──────── SOURCE DATA

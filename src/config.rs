//! Construction options for `HashTable`

use crate::error::{Error, Result};

/// Bucket count used when the caller does not pick one
pub const DEFAULT_CAPACITY: usize = 11;

/// Load factor ceiling; a table grows before an insertion would leave it above this ratio
pub const MAX_LOAD_FACTOR: f64 = 0.75;

/// Options a `HashTable` is built from
#[derive(Debug, Clone, Copy, PartialEq, Eq)]
pub struct TableConfig {
    /// Number of buckets allocated up front
    pub initial_capacity: usize,
}

impl Default for TableConfig {
    fn default() -> Self {
        Self { initial_capacity: DEFAULT_CAPACITY }
    }
}

impl TableConfig {
    /// Creates a config with the default initial capacity
    #[must_use]
    pub fn new() -> Self {
        Self::default()
    }

    /// Sets the initial bucket count
    #[must_use]
    pub const fn with_initial_capacity(mut self, capacity: usize) -> Self {
        self.initial_capacity = capacity;
        self
    }

    /// Checks that the config describes a usable table
    ///
    /// # Errors
    ///
    /// Returns [`Error::InvalidCapacity`] when the initial capacity is zero.
    pub const fn validate(&self) -> Result<()> {
        if self.initial_capacity == 0 {
            return Err(Error::InvalidCapacity { capacity: self.initial_capacity });
        }
        Ok(())
    }
}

────────────────

▶ **TRY IT**:
Set down every record above, word for word.

▶ **SOLUTION FOR THIS PROBLEM**:
filename src/config.rs
//! Construction options for `HashTable`

use crate::error::{Error, Result};

/// Bucket count used when the caller does not pick one
pub const DEFAULT_CAPACITY: usize = 11;

/// Load factor ceiling; a table grows before an insertion would leave it above this ratio
pub const MAX_LOAD_FACTOR: f64 = 0.75;

/// Options a `HashTable` is built from
#[derive(Debug, Clone, Copy, PartialEq, Eq)]
pub struct TableConfig {
    /// Number of buckets allocated up front
    pub initial_capacity: usize,
}

impl Default for TableConfig {
    fn default() -> Self {
        Self { initial_capacity: DEFAULT_CAPACITY }
    }
}

impl TableConfig {
    /// Creates a config with the default initial capacity
    #[must_use]
    pub fn new() -> Self {
        Self::default()
    }

    /// Sets the initial bucket count
    #[must_use]
    pub const fn with_initial_capacity(mut self, capacity: usize) -> Self {
        self.initial_capacity = capacity;
        self
    }

    /// Checks that the config describes a usable table
    ///
    /// # Errors
    ///
    /// Returns [`Error::InvalidCapacity`] when the initial capacity is zero.
    pub const fn validate(&self) -> Result<()> {
        if self.initial_capacity == 0 {
            return Err(Error::InvalidCapacity { capacity: self.initial_capacity });
        }
        Ok(())
    }
}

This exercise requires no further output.